WHAT YOU HAVE TO DO
Pull every line containing "crates" from the entries.

RECORDS section start

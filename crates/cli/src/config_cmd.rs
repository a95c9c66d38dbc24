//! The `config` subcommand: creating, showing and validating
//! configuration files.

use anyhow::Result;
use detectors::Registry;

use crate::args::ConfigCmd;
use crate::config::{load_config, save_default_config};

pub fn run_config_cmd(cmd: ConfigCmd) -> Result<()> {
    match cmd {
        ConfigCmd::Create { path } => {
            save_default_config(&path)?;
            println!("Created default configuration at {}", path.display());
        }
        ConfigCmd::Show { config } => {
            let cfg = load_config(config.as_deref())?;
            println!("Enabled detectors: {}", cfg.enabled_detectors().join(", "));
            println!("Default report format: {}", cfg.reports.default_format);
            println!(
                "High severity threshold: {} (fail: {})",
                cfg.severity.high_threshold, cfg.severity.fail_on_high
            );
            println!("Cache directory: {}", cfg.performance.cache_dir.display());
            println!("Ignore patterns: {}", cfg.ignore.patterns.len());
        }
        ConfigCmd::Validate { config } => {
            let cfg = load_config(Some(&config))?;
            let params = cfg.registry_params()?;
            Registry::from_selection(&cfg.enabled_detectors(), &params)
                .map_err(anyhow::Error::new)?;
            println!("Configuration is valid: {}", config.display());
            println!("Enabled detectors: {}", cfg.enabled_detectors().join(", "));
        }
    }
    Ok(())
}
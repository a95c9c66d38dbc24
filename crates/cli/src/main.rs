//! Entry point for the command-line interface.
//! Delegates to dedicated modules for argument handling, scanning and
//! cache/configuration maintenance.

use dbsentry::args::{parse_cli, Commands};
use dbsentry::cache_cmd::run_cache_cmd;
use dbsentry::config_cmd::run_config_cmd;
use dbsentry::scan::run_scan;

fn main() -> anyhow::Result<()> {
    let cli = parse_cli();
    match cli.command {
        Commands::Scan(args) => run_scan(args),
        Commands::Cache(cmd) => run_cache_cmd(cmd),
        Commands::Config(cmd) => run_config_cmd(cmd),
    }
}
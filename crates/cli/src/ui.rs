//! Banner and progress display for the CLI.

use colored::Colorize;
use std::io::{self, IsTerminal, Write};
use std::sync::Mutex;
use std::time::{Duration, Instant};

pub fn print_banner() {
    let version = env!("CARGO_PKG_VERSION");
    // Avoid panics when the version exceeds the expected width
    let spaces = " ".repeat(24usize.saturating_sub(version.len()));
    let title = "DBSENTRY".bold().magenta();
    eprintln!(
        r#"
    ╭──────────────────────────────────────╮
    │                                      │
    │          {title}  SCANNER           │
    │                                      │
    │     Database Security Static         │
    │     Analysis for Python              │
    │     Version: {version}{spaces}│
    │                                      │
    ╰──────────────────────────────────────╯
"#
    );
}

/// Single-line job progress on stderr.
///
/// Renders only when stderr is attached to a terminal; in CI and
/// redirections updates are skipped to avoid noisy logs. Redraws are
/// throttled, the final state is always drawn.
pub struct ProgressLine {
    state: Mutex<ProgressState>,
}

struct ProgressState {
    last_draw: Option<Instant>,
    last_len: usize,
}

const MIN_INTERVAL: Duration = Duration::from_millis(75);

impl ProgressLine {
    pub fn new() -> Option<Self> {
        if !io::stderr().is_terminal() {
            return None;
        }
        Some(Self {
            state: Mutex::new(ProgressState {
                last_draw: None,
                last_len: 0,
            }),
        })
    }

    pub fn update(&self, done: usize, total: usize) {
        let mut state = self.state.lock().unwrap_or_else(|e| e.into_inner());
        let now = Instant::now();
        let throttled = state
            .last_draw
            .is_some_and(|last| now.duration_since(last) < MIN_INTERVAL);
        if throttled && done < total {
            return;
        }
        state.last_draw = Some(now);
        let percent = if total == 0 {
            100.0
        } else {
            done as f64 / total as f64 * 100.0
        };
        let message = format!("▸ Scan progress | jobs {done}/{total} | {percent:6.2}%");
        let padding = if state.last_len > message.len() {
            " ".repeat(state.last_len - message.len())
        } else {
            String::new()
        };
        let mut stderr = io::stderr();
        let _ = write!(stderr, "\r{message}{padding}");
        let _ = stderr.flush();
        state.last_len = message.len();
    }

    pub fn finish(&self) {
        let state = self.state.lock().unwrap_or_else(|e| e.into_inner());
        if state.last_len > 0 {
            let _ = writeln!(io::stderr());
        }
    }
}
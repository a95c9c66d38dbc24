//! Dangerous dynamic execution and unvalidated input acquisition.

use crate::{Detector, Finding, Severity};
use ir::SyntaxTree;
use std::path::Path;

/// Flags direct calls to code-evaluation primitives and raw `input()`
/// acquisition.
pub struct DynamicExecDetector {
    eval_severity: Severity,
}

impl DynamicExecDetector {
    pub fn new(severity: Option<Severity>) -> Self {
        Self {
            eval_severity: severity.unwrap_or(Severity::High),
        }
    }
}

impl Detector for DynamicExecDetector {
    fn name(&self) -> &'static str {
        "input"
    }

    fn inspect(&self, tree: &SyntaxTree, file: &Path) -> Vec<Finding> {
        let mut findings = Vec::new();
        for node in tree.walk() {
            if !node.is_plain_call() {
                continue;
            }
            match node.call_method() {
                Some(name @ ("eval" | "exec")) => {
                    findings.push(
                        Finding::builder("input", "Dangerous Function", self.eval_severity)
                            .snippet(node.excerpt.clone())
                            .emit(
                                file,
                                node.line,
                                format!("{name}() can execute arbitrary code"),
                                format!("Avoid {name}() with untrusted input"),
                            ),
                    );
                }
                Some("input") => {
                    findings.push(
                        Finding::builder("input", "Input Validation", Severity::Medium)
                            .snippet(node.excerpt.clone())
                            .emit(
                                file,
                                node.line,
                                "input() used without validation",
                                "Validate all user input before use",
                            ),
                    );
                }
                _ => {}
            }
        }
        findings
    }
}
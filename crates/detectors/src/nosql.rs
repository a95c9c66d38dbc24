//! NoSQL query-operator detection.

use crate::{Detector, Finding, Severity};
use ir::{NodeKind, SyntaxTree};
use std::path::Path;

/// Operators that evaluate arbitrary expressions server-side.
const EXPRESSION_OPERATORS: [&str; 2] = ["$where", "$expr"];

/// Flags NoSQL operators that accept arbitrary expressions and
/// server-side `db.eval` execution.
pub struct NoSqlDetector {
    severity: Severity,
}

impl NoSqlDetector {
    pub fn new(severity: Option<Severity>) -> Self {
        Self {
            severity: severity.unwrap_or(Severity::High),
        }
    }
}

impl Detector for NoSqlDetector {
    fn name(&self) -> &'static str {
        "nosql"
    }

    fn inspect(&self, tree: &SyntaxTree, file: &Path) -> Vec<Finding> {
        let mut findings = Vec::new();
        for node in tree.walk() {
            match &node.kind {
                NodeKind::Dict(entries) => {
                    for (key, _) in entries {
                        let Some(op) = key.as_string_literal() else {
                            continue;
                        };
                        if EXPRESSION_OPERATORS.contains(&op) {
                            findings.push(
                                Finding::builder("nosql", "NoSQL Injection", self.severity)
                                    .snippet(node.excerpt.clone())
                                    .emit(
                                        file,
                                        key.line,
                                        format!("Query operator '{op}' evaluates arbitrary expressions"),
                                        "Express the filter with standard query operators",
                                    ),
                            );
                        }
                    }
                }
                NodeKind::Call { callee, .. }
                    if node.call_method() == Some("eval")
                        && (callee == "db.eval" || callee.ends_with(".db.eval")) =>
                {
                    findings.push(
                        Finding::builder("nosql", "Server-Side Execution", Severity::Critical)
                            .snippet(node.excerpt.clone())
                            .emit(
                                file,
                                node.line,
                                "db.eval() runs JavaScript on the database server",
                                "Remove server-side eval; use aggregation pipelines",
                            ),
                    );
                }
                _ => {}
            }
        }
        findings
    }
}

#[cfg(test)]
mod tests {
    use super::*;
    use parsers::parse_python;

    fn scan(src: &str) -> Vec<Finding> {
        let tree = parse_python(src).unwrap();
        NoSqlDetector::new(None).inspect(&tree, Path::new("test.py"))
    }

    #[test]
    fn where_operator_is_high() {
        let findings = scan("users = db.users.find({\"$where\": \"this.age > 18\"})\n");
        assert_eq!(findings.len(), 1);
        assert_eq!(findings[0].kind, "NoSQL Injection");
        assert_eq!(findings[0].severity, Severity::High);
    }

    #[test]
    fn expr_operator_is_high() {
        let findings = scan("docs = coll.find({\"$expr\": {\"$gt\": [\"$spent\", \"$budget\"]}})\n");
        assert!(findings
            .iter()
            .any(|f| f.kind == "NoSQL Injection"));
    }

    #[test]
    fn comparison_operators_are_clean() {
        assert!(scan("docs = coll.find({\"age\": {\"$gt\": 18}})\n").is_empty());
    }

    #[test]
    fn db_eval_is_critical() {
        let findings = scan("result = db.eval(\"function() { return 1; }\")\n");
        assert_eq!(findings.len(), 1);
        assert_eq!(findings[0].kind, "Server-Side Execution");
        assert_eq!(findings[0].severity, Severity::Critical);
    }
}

RECORDS section end
RECORDS section start

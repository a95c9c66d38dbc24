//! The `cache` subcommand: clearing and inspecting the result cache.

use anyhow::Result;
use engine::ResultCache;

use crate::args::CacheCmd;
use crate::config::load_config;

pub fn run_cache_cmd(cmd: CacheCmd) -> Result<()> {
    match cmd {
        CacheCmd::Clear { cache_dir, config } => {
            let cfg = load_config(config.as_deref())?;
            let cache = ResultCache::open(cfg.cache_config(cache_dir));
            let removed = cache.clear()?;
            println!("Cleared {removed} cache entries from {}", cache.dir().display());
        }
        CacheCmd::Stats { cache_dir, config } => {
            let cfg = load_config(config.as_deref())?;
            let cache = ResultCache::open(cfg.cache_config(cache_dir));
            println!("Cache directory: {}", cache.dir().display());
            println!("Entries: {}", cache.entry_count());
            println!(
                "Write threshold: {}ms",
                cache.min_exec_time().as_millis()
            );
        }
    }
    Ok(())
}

RECORDS section end

RESULT FOR THIS TASK
filename crates/cli/src/config_cmd.rs
filename crates/cli/src/main.rs
filename crates/cli/src/ui.rs
filename crates/detectors/src/nosql.rs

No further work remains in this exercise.